THE RECORDS
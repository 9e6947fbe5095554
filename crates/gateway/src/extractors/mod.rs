//! Request extractors.

mod json;
mod validated_json;

pub use json::AppJson;
pub use validated_json::ValidatedJson;
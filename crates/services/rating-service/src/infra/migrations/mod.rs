//! Database migrations.
//!
//! Each migration is a separate module following SeaORM conventions.
//! Migration names follow the pattern: m{YYYYMMDD}_{NNNNNN}_{description}

use sea_orm_migration::prelude::*;

mod m20240101_000001_create_users_table;
mod m20240101_000002_create_stores_table;
mod m20240101_000003_create_ratings_table;

pub struct Migrator;

#[async_trait::async_trait]
impl MigratorTrait for Migrator {
    fn migrations() -> Vec<Box<dyn MigrationTrait>> {
        vec![
            Box::new(m20240101_000001_create_users_table::Migration),
            Box::new(m20240101_000002_create_stores_table::Migration),
            Box::new(m20240101_000003_create_ratings_table::Migration),
        ]
    }
}
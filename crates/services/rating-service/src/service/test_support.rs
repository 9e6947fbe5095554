//! Repository hub over mockall mocks.

use std::sync::Arc;

use chrono::Utc;
use uuid::Uuid;

use domain::{Role, Store};

use super::token::Identity;
use crate::infra::UnitOfWork;
use crate::repository::{
    MockRatingRepository, MockStoreRepository, MockUserRepository, RatingRepository,
    StoreRepository, UserRepository,
};

pub(crate) struct TestUnitOfWork {
    users: Arc<MockUserRepository>,
    stores: Arc<MockStoreRepository>,
    ratings: Arc<MockRatingRepository>,
}

impl TestUnitOfWork {
    pub(crate) fn new(
        users: MockUserRepository,
        stores: MockStoreRepository,
        ratings: MockRatingRepository,
    ) -> Arc<Self> {
        Arc::new(Self {
            users: Arc::new(users),
            stores: Arc::new(stores),
            ratings: Arc::new(ratings),
        })
    }
}

impl UnitOfWork for TestUnitOfWork {
    fn users(&self) -> Arc<dyn UserRepository> {
        self.users.clone()
    }

    fn stores(&self) -> Arc<dyn StoreRepository> {
        self.stores.clone()
    }

    fn ratings(&self) -> Arc<dyn RatingRepository> {
        self.ratings.clone()
    }
}

pub(crate) fn caller(role: Role) -> Identity {
    Identity {
        id: Uuid::new_v4(),
        email: format!("{}@example.com", role.as_str().to_lowercase()),
        role,
    }
}

pub(crate) fn store_owned_by(owner_id: Uuid) -> Store {
    let now = Utc::now();
    Store {
        id: Uuid::new_v4(),
        name: "Corner Shop".to_string(),
        email: Some("shop@example.com".to_string()),
        address: "1 Market Street".to_string(),
        owner_id,
        created_at: now,
        updated_at: now,
    }
}
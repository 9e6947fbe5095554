//! User domain entity and related types.

use std::str::FromStr;

use chrono::{DateTime, Utc};
use serde::{Deserialize, Serialize};
use uuid::Uuid;

use crate::constants::{ROLE_NORMAL_USER, ROLE_STORE_OWNER, ROLE_SYSTEM_ADMIN};
use crate::error::DomainError;

/// User roles enumeration. Exactly one role per user at any instant.
#[derive(Debug, Clone, Copy, PartialEq, Eq, Hash, Serialize, Deserialize)]
#[cfg_attr(feature = "openapi", derive(utoipa::ToSchema))]
#[serde(rename_all = "SCREAMING_SNAKE_CASE")]
pub enum Role {
    SystemAdmin,
    NormalUser,
    StoreOwner,
}

impl Role {
    /// Wire and storage representation
    pub fn as_str(&self) -> &'static str {
        match self {
            Role::SystemAdmin => ROLE_SYSTEM_ADMIN,
            Role::NormalUser => ROLE_NORMAL_USER,
            Role::StoreOwner => ROLE_STORE_OWNER,
        }
    }

    /// Exact-match or set-membership check used by the access guard.
    pub fn is_one_of(&self, allowed: &[Role]) -> bool {
        allowed.contains(self)
    }
}

impl FromStr for Role {
    type Err = DomainError;

    fn from_str(s: &str) -> Result<Self, Self::Err> {
        match s {
            ROLE_SYSTEM_ADMIN => Ok(Role::SystemAdmin),
            ROLE_NORMAL_USER => Ok(Role::NormalUser),
            ROLE_STORE_OWNER => Ok(Role::StoreOwner),
            _ => Err(DomainError::validation("Invalid user role")),
        }
    }
}

impl From<Role> for String {
    fn from(role: Role) -> Self {
        role.as_str().to_string()
    }
}

impl std::fmt::Display for Role {
    fn fmt(&self, f: &mut std::fmt::Formatter<'_>) -> std::fmt::Result {
        f.write_str(self.as_str())
    }
}

/// User domain entity
#[derive(Debug, Clone, Serialize, Deserialize)]
pub struct User {
    pub id: Uuid,
    pub name: String,
    pub email: String,
    pub address: Option<String>,
    #[serde(skip_serializing)]
    pub password_hash: String,
    pub role: Role,
    pub created_at: DateTime<Utc>,
    pub updated_at: DateTime<Utc>,
}

/// Validated, hashed input for inserting a user.
#[derive(Debug, Clone)]
pub struct NewUser {
    pub name: String,
    pub email: String,
    pub address: Option<String>,
    pub password_hash: String,
    pub role: Role,
}

/// User response (safe to return to client)
#[derive(Debug, Clone, PartialEq, Serialize, Deserialize)]
#[cfg_attr(feature = "openapi", derive(utoipa::ToSchema))]
#[serde(rename_all = "camelCase")]
pub struct UserResponse {
    /// Unique user identifier
    pub id: Uuid,
    /// Display name
    pub name: String,
    /// Email address
    pub email: String,
    /// Postal address
    pub address: Option<String>,
    /// User role
    pub role: Role,
    /// Account creation timestamp
    pub created_at: DateTime<Utc>,
}

impl From<User> for UserResponse {
    fn from(user: User) -> Self {
        Self {
            id: user.id,
            name: user.name,
            email: user.email,
            address: user.address,
            role: user.role,
            created_at: user.created_at,
        }
    }
}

ASSIGNED TASK
Your reply should consist of all the records, restated exactly.

SOLUTION FOR THIS EXERCISE
repository 9e6947fbe5095554
filename crates/gateway/src/extractors/mod.rs
//! Request extractors.

mod json;
mod validated_json;

pub use json::AppJson;
pub use validated_json::ValidatedJson;
filename crates/services/rating-service/src/infra/migrations/mod.rs
//! Database migrations.
//!
//! Each migration is a separate module following SeaORM conventions.
//! Migration names follow the pattern: m{YYYYMMDD}_{NNNNNN}_{description}

use sea_orm_migration::prelude::*;

mod m20240101_000001_create_users_table;
mod m20240101_000002_create_stores_table;
mod m20240101_000003_create_ratings_table;

pub struct Migrator;

#[async_trait::async_trait]
impl MigratorTrait for Migrator {
    fn migrations() -> Vec<Box<dyn MigrationTrait>> {
        vec![
            Box::new(m20240101_000001_create_users_table::Migration),
            Box::new(m20240101_000002_create_stores_table::Migration),
            Box::new(m20240101_000003_create_ratings_table::Migration),
        ]
    }
}
filename crates/services/rating-service/src/service/test_support.rs
repository 9e6947fbe5095554
//! Repository hub over mockall mocks.

use std::sync::Arc;

use chrono::Utc;
use uuid::Uuid;

use domain::{Role, Store};

use super::token::Identity;
use crate::infra::UnitOfWork;
use crate::repository::{
    MockRatingRepository, MockStoreRepository, MockUserRepository, RatingRepository,
    StoreRepository, UserRepository,
};

pub(crate) struct TestUnitOfWork {
    users: Arc<MockUserRepository>,
    stores: Arc<MockStoreRepository>,
    ratings: Arc<MockRatingRepository>,
}

impl TestUnitOfWork {
    pub(crate) fn new(
        users: MockUserRepository,
        stores: MockStoreRepository,
        ratings: MockRatingRepository,
    ) -> Arc<Self> {
        Arc::new(Self {
            users: Arc::new(users),
            stores: Arc::new(stores),
            ratings: Arc::new(ratings),
        })
    }
}

impl UnitOfWork for TestUnitOfWork {
    fn users(&self) -> Arc<dyn UserRepository> {
        self.users.clone()
    }

    fn stores(&self) -> Arc<dyn StoreRepository> {
        self.stores.clone()
    }

    fn ratings(&self) -> Arc<dyn RatingRepository> {
        self.ratings.clone()
    }
}

pub(crate) fn caller(role: Role) -> Identity {
    Identity {
        id: Uuid::new_v4(),
        email: format!("{}@example.com", role.as_str().to_lowercase()),
        role,
    }
}

pub(crate) fn store_owned_by(owner_id: Uuid) -> Store {
    let now = Utc::now();
    Store {
        id: Uuid::new_v4(),
        name: "Corner Shop".to_string(),
        email: Some("shop@example.com".to_string()),
        address: "1 Market Street".to_string(),
        owner_id,
        created_at: now,
        updated_at: now,
    }
}
repository 9e6947fbe5095554
//! User domain entity and related types.

use std::str::FromStr;

use chrono::{DateTime, Utc};
use serde::{Deserialize, Serialize};
use uuid::Uuid;

use crate::constants::{ROLE_NORMAL_USER, ROLE_STORE_OWNER, ROLE_SYSTEM_ADMIN};
use crate::error::DomainError;

/// User roles enumeration. Exactly one role per user at any instant.
#[derive(Debug, Clone, Copy, PartialEq, Eq, Hash, Serialize, Deserialize)]
#[cfg_attr(feature = "openapi", derive(utoipa::ToSchema))]
#[serde(rename_all = "SCREAMING_SNAKE_CASE")]
pub enum Role {
    SystemAdmin,
    NormalUser,
    StoreOwner,
}

impl Role {
    /// Wire and storage representation
    pub fn as_str(&self) -> &'static str {
        match self {
            Role::SystemAdmin => ROLE_SYSTEM_ADMIN,
            Role::NormalUser => ROLE_NORMAL_USER,
            Role::StoreOwner => ROLE_STORE_OWNER,
        }
    }

    /// Exact-match or set-membership check used by the access guard.
    pub fn is_one_of(&self, allowed: &[Role]) -> bool {
        allowed.contains(self)
    }
}

impl FromStr for Role {
    type Err = DomainError;

    fn from_str(s: &str) -> Result<Self, Self::Err> {
        match s {
            ROLE_SYSTEM_ADMIN => Ok(Role::SystemAdmin),
            ROLE_NORMAL_USER => Ok(Role::NormalUser),
            ROLE_STORE_OWNER => Ok(Role::StoreOwner),
            _ => Err(DomainError::validation("Invalid user role")),
        }
    }
}

impl From<Role> for String {
    fn from(role: Role) -> Self {
        role.as_str().to_string()
    }
}

impl std::fmt::Display for Role {
    fn fmt(&self, f: &mut std::fmt::Formatter<'_>) -> std::fmt::Result {
        f.write_str(self.as_str())
    }
}

/// User domain entity
#[derive(Debug, Clone, Serialize, Deserialize)]
pub struct User {
    pub id: Uuid,
    pub name: String,
    pub email: String,
    pub address: Option<String>,
    #[serde(skip_serializing)]
    pub password_hash: String,
    pub role: Role,
    pub created_at: DateTime<Utc>,
    pub updated_at: DateTime<Utc>,
}

/// Validated, hashed input for inserting a user.
#[derive(Debug, Clone)]
pub struct NewUser {
    pub name: String,
    pub email: String,
    pub address: Option<String>,
    pub password_hash: String,
    pub role: Role,
}

/// User response (safe to return to client)
#[derive(Debug, Clone, PartialEq, Serialize, Deserialize)]
#[cfg_attr(feature = "openapi", derive(utoipa::ToSchema))]
#[serde(rename_all = "camelCase")]
pub struct UserResponse {
    /// Unique user identifier
    pub id: Uuid,
    /// Display name
    pub name: String,
    /// Email address
    pub email: String,
    /// Postal address
    pub address: Option<String>,
    /// User role
    pub role: Role,
    /// Account creation timestamp
    pub created_at: DateTime<Utc>,
}

impl From<User> for UserResponse {
    fn from(user: User) -> Self {
        Self {
            id: user.id,
            name: user.name,
            email: user.email,
            address: user.address,
            role: user.role,
            created_at: user.created_at,
        }
    }
}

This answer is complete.